Black Panther : Wakanda Forever
Sortie:
09/11/2022
Pays:
USA
Genre:
Durée:
162 Min
Réalisateur(s):
Acteurs:

Black Panther : Wakanda Forever

Verdict: Excellent

par: Emmanuel Galais


La Reine Ramonda, Shuri, M’Baku, Okoye et les Dora Milaje luttent pour protéger leur nation des ingérences d’autres puissances mondiales après la mort du roi T’Challa. Alors que le peuple s’efforce d’aller de l’avant, nos héros vont devoir s’unir et compter sur l’aide de la mercenaire Nakia et d’Everett Ross pour faire entrer le royaume du Wakanda dans une nouvelle ère. Mais une terrible menace surgit d’un royaume caché au plus profond des océans : Talokan.

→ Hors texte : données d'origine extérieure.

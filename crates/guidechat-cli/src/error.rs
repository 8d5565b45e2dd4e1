//! CLI errors.

use std::io;

use guidechat_app::FetchError;
use guidechat_client::{ApiError, TransportError};
use guidechat_proto::RoomId;
use thiserror::Error;

/// Runtime errors.
#[derive(Debug, Error)]
pub enum RuntimeError {
    /// I/O error from terminal operations.
    #[error("I/O error: {0}")]
    Io(#[from] io::Error),

    /// Transport error.
    #[error("transport error: {0}")]
    Transport(#[from] TransportError),

    /// REST error.
    #[error("api error: {0}")]
    Api(#[from] ApiError),

    /// Room or history fetch failed.
    #[error("fetch failed: {0}")]
    Fetch(#[from] FetchError),

    /// Write attempted on a link that is not open.
    #[error("no open link for room {room_id}")]
    NoLink {
        /// Room the write was for.
        room_id: RoomId,
    },
}
//! Terminal driver implementing the Driver trait.
//!
//! `TerminalDriver` reads typed lines from stdin, prints to stdout, fetches
//! over REST and keeps one WebSocket link per [`SessionTag`]. Completions of
//! spawned work come back through an internal channel so the runtime sees a
//! single ordered event stream.

use std::{collections::HashMap, io, sync::Arc, time::Instant};

use guidechat_app::{ChatApi, Driver, DriverEvent, Notice, RoomSession, SessionEvent, SessionTag};
use guidechat_client::{ConnectedLink, LinkWriter, SystemEnv, transport};
use guidechat_core::env::Environment;
use guidechat_proto::{Frame, Inbound, MessageId, RoomId};
use tokio::{
    io::{AsyncBufReadExt, BufReader},
    sync::mpsc,
    task::{AbortHandle, JoinSet},
    time::{Duration, Interval, MissedTickBehavior},
};

use crate::{
    RuntimeError,
    input::{self, HELP, Input},
    render::Renderer,
};

/// Interval between [`SessionEvent::Tick`]s. Well under the heart-beat
/// interval so beats go out on time.
const TICK_INTERVAL: Duration = Duration::from_millis(250);

/// Work finished off the runtime task.
enum Completion {
    Event(SessionEvent),
    Opened(SessionTag, ConnectedLink),
}

/// A link the runtime can write to.
struct OpenLink {
    writer: LinkWriter,
    pump: AbortHandle,
}

/// Production driver for the terminal client.
pub struct TerminalDriver<A> {
    env: SystemEnv,
    api: Arc<A>,
    ws_url: String,
    completions_tx: mpsc::UnboundedSender<Completion>,
    completions_rx: mpsc::UnboundedReceiver<Completion>,
    lines: mpsc::Receiver<String>,
    ticks: Interval,
    tasks: JoinSet<()>,
    links: HashMap<SessionTag, OpenLink>,
    renderer: Renderer<io::Stdout>,
}

impl<A> TerminalDriver<A>
where
    A: ChatApi + 'static,
{
    /// Driver fetching through `api` and connecting to the broker at `ws_url`.
    ///
    /// Must be called inside a tokio runtime: it starts the stdin reader.
    pub fn new(api: Arc<A>, ws_url: impl Into<String>) -> Self {
        let (completions_tx, completions_rx) = mpsc::unbounded_channel();
        let mut ticks = tokio::time::interval(TICK_INTERVAL);
        ticks.set_missed_tick_behavior(MissedTickBehavior::Delay);

        Self {
            env: SystemEnv::new(),
            api,
            ws_url: ws_url.into(),
            completions_tx,
            completions_rx,
            lines: spawn_stdin_reader(),
            ticks,
            tasks: JoinSet::new(),
            links: HashMap::new(),
            renderer: Renderer::new(io::stdout()),
        }
    }

    /// Queue a room selection, as if typed.
    pub fn select_room(&self, room_id: RoomId) {
        let _ = self.completions_tx.send(Completion::Event(SessionEvent::SelectRoom { room_id }));
    }

    /// Keep the link and start forwarding what it receives.
    fn attach(&mut self, tag: SessionTag, link: ConnectedLink) {
        let ConnectedLink { writer, mut from_server } = link;
        let completions = self.completions_tx.clone();

        let pump = self.tasks.spawn(async move {
            while let Some(item) = from_server.recv().await {
                let event = match item {
                    Inbound::Frame(frame) => SessionEvent::FrameReceived { tag, frame },
                    Inbound::Heartbeat => SessionEvent::HeartbeatReceived { tag },
                };
                if completions.send(Completion::Event(event)).is_err() {
                    return;
                }
            }
            let _ = completions.send(Completion::Event(SessionEvent::TransportClosed { tag }));
        });

        if let Some(previous) = self.links.insert(tag, OpenLink { writer, pump }) {
            previous.pump.abort();
        }
    }

    fn writer(&self, tag: SessionTag) -> Result<LinkWriter, RuntimeError> {
        self.links
            .get(&tag)
            .map(|link| link.writer.clone())
            .ok_or(RuntimeError::NoLink { room_id: tag.room_id })
    }
}

fn spawn_stdin_reader() -> mpsc::Receiver<String> {
    let (tx, rx) = mpsc::channel(16);
    tokio::spawn(async move {
        let mut lines = BufReader::new(tokio::io::stdin()).lines();
        loop {
            match lines.next_line().await {
                Ok(Some(line)) => {
                    if tx.send(line).await.is_err() {
                        break;
                    }
                },
                Ok(None) => break,
                Err(e) => {
                    tracing::warn!(error = %e, "stdin read failed");
                    break;
                },
            }
        }
    });
    rx
}

impl<A> Driver for TerminalDriver<A>
where
    A: ChatApi + 'static,
{
    type Error = RuntimeError;
    type Instant = Instant;

    async fn poll_event(&mut self) -> Result<Option<DriverEvent>, Self::Error> {
        while self.tasks.try_join_next().is_some() {}

        loop {
            tokio::select! {
                biased;

                Some(completion) = self.completions_rx.recv() => match completion {
                    Completion::Event(event) => return Ok(Some(DriverEvent::Session(event))),
                    Completion::Opened(tag, link) => {
                        self.attach(tag, link);
                        return Ok(Some(DriverEvent::Session(SessionEvent::TransportOpened { tag })));
                    },
                },

                line = self.lines.recv() => {
                    let Some(line) = line else {
                        // stdin closed
                        return Ok(None);
                    };
                    match input::parse(&line) {
                        Input::Help => self.renderer.line(HELP)?,
                        Input::Invalid(reason) => self.renderer.line(&format!("{reason} ({HELP})"))?,
                        parsed => {
                            if let Some(event) = parsed.into_event() {
                                return Ok(Some(event));
                            }
                        },
                    }
                },

                _ = self.ticks.tick() => return Ok(Some(DriverEvent::Session(SessionEvent::Tick))),
            }
        }
    }

    fn fetch_room(&mut self, tag: SessionTag) {
        let api = Arc::clone(&self.api);
        let completions = self.completions_tx.clone();
        self.tasks.spawn(async move {
            let result = api.fetch_room(tag.room_id).await;
            let _ = completions.send(Completion::Event(SessionEvent::RoomLoaded { tag, result }));
        });
    }

    fn fetch_history(&mut self, tag: SessionTag, after: Option<MessageId>) {
        let api = Arc::clone(&self.api);
        let completions = self.completions_tx.clone();
        self.tasks.spawn(async move {
            let result = api.fetch_history(tag.room_id, after).await;
            let _ = completions.send(Completion::Event(SessionEvent::HistoryLoaded { tag, result }));
        });
    }

    fn open_transport(&mut self, tag: SessionTag) {
        let url = self.ws_url.clone();
        let completions = self.completions_tx.clone();
        self.tasks.spawn(async move {
            let completion = match transport::connect(&url).await {
                Ok(link) => Completion::Opened(tag, link),
                Err(e) => {
                    tracing::warn!(room_id = tag.room_id, error = %e, "broker connection failed");
                    Completion::Event(SessionEvent::TransportClosed { tag })
                },
            };
            let _ = completions.send(completion);
        });
    }

    async fn send_frame(&mut self, tag: SessionTag, frame: Frame) -> Result<(), Self::Error> {
        let writer = self.writer(tag)?;
        Ok(writer.send_frame(&frame).await?)
    }

    async fn send_heartbeat(&mut self, tag: SessionTag) -> Result<(), Self::Error> {
        let writer = self.writer(tag)?;
        Ok(writer.send_heartbeat().await?)
    }

    fn close_transport(&mut self, tag: SessionTag) {
        // Dropping the writer lets queued frames (DISCONNECT) drain first
        if let Some(link) = self.links.remove(&tag) {
            link.pump.abort();
        }
    }

    fn now(&self) -> Self::Instant {
        self.env.now()
    }

    fn render(&mut self, session: &RoomSession<Self::Instant>) -> Result<(), Self::Error> {
        Ok(self.renderer.render(session)?)
    }

    fn notify(&mut self, notice: &Notice) -> Result<(), Self::Error> {
        Ok(self.renderer.notice(notice)?)
    }

    fn clear_input(&mut self) {
        // Lines are consumed as they are read
    }

    fn stop(&mut self) {
        for link in self.links.values() {
            link.writer.stop();
        }
        self.links.clear();
        self.tasks.abort_all();
    }
}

S’il y avait bien un film attendu cette année, c’était bien ce « Black Panther : Wakanda Forever ». Non pas seulement parce le précédent fut l’un des plus gros succès de toutes les licences Marvel, ni parce qu’il se termine par la première chanson de Rihanna depuis près de 8 années, ni parce que le héros devait se confronter à un autre danger, non tout simplement « Black Panther : Wakanda Forever » était attendu car Disney et Marvel avaient fait planner le mystère, jusqu’à la dernière bande annonce, sur celui ou celle qui incarnerait le personnage suite à la disparition de son interprète d'origine : l’acteur Chadwick Boseman. Une disparition qui avait suscité une vague d’émotion partout dans le monde, tant l’acteur était resté discret sur sa maladie, mais également au cœur du studio qui ne se voyait pas remplacer l’acteur par un autre.


Avec Ryan Coogler (Creed III), toujours à la manœuvre, ce deuxième volume des aventures du roi du Wakanda, suscitait donc bon nombre de spéculations et les réponses sont enfin données, ou presque, puisque la scène post-générique en laisse une en suspens. Ici, donc le Wakanda est menacé par un nouveau danger qui tente de profiter de la faiblesse du pays suite à la disparition de son roi. C’est d’ailleurs avec une certaine sobriété et une grande intelligence que le scénario, que le réalisateur a signé avec Joe Robert Cole (All Day and a Night), aborde le sujet. Jamais pesant ni trop pathos sur la mort du roi, pour se concentrer sur les faiblesses du royaume, suite aux dégâts qu’a laissé Killmonger lors de son passage dans le précédent volume. Ce qui surprend d’emblée dans le scénario c’est que nous sommes dans un monde dominé majoritairement par les femmes, ce qui est une bonne nouvelle lorsque l’on sait que le monde des Super-Héros est majoritairement masculin, et même si dans le précédent opus, elles avaient une place importante, ici elles sont au centre de l’intrigue et particulièrement Shuri qui va devoir tenter de trouver le moyen de sauver le Wakanda tout en attendant que soit nommé le nouveau Black Panther. Et c’est l’autre grande surprise de ce nouvel opus, car nous pouvions nous ’attendre à une guerre des clans, une lutte fratricide ou à une descendance plus ou moins directe, qui viendrait rebattre les cartes, et bien non, le scénario a décidé d’aller dans une autre direction et cela nous va bien. Le danger est ailleurs, même si toujours dans les alentours du pays avec une connexion directe, mais il ne tourne pas autour de la succession au trône. Et même si la bande annonce levait une partie du voile sur le secret, il reste encore suffisamment de surprise pour nous surprendre.


Question mise en scène, le film garde une esthétique redoutablement efficace, entre modernité, High-Tech et culture ancestrale qui lui donne cette atmosphère si particulière et si attachante aux vues des autres films. Moins dosé en humour que le précédent, il reste un divertissement parfaitement maitrisé que Ryan Coogler dirige d’une main de maitre. Il nous offre notre lot de moments épiques et de plans d’une grande beauté qui rivaliseront certainement avec ceux d’« Avatar 2 » de James Cameron à venir en Décembre. A la fois dynamique et sachant prendre son temps, la mise en scène ne souffre d’aucune longueur et a l’intelligence de ne pas se laisser aller à des scènes trop larmoyantes pour, au contraire, répondre, mine de rien, à l’attente de ses spectateurs, à savoir l’action qui doit nous tenir en haleine et une dynamique qui doit nous faire oublier les 2h42 que dure le film. Œuvre féministe ou simplement œuvre de transition, il n’en demeure pas moins que « Black Panther : Wakanda Forever » réussit  une nouvelle fois, l’exploit de maintenir une licence au plus haut niveau. J’irais même jusqu’à dire qu’il parvient à effacer en 2h42 de film quasiment l’ensemble des productions sérielles que nous propose la plateforme Disney + , sur laquelle le film a failli sortir uniquement.